Alas, if we really compare to solar, then keep in mind that for a solar cell you can use 100% of the refined silicon, whereas with uranium you end up throwing away a large fraction (over 95%) with low enriched fuel, and an even larger fraction (over 99%) with high enriched fuel.
Add to that that uranium is not among the most abundant elements on Earth (about 1ppm), whereas silicon is the second most abundant element in the Earth's crust (about 27%). That alone gives silicon a huge advantage in energy/chemical impact on the environment compared to uranium.
Oh, and maybe I should point out that the chemistry to work with uranium is also a lot more nastier than with silicon. Uranium is a heavy metal, so it all happens through complexes and acidic chemistry, which limits the options on chemical pathways. Silicon OTOH is very similar to carbon in its chemistry, so there are vastly more options to process silicon, and that alone allows for far more efficient processes.

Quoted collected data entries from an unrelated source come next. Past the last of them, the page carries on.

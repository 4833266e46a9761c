//! Sphere projection and great-arc helpers for the globe.

use bevy::math::Vec3;

/// Projects a latitude/longitude pair (degrees) onto a Y-up sphere.
///
/// Longitude is offset by 180 degrees so that (0, 0) lands on the -X axis.
/// Out-of-range input is not validated; the trigonometry wraps it.
pub fn lat_lon_to_vec3(lat_deg: f32, lon_deg: f32, radius: f32) -> Vec3 {
    let phi = (90.0 - lat_deg).to_radians();
    let theta = (lon_deg + 180.0).to_radians();

    Vec3::new(
        radius * phi.sin() * theta.cos(),
        radius * phi.cos(),
        radius * phi.sin() * theta.sin(),
    )
}

/// Control point lifting an arc off the surface in proportion to its span.
pub fn arc_control_point(start: Vec3, end: Vec3, globe_radius: f32) -> Vec3 {
    let lift = globe_radius + start.distance(end) * 0.5;
    ((start + end) * 0.5).normalize_or_zero() * lift
}

pub fn quadratic_bezier(p0: Vec3, p1: Vec3, p2: Vec3, t: f32) -> Vec3 {
    let u = 1.0 - t;
    p0 * (u * u) + p1 * (2.0 * u * t) + p2 * (t * t)
}

/// `segments + 1` points along the lifted arc from `start` to `end`.
pub fn arc_points(start: Vec3, end: Vec3, globe_radius: f32, segments: usize) -> Vec<Vec3> {
    let control = arc_control_point(start, end, globe_radius);
    let segments = segments.max(1);
    (0..=segments)
        .map(|i| quadratic_bezier(start, control, end, i as f32 / segments as f32))
        .collect()
}

#[cfg(test)]
mod tests {
    use super::*;

    fn assert_close(a: Vec3, b: Vec3) {
        let diff = a.distance(b);
        assert!(diff <= 1e-4, "expected {a} ~= {b} (diff {diff})");
    }

    #[test]
    fn equator_prime_meridian_maps_to_negative_x() {
        assert_close(lat_lon_to_vec3(0.0, 0.0, 5.0), Vec3::new(-5.0, 0.0, 0.0));
    }

    #[test]
    fn north_pole_ignores_longitude() {
        for lon in [-180.0, -73.9, 0.0, 42.0, 179.0] {
            assert_close(lat_lon_to_vec3(90.0, lon, 2.5), Vec3::new(0.0, 2.5, 0.0));
        }
    }

    #[test]
    fn projected_points_stay_on_the_sphere() {
        for (lat, lon) in [(38.9, -77.0), (-35.28, 149.13), (120.0, 400.0)] {
            let p = lat_lon_to_vec3(lat, lon, 5.0);
            assert!((p.length() - 5.0).abs() < 1e-4);
        }
    }

    #[test]
    fn arc_endpoints_match_and_midpoint_is_lifted() {
        let start = lat_lon_to_vec3(48.85, 2.35, 5.0);
        let end = lat_lon_to_vec3(37.42, -122.08, 5.0);
        let points = arc_points(start, end, 5.0, 30);

        assert_eq!(points.len(), 31);
        assert_close(points[0], start);
        assert_close(points[30], end);
        assert!(points[15].length() > 5.0);
    }
}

For example, solar panel production requires a lot of electricity. That electricity is mostly generated from fossil fuels. But if you supplied that electricity with solar panels instead, it would be way cleaner. Which is correct? We should probably present both numbers, if possible.
It starts to sounds complicated, and to be a lot of information to digest for a decision, but another way of looking at it is that correctly assessing and planning for energy needs in the future is so important that ignoring information like that when making an assessment is irresponsible. We need more nytimes.com style widgets that allow you to tweak the values to easily digest data like this, and that clearly reference where the data and assumptions come from.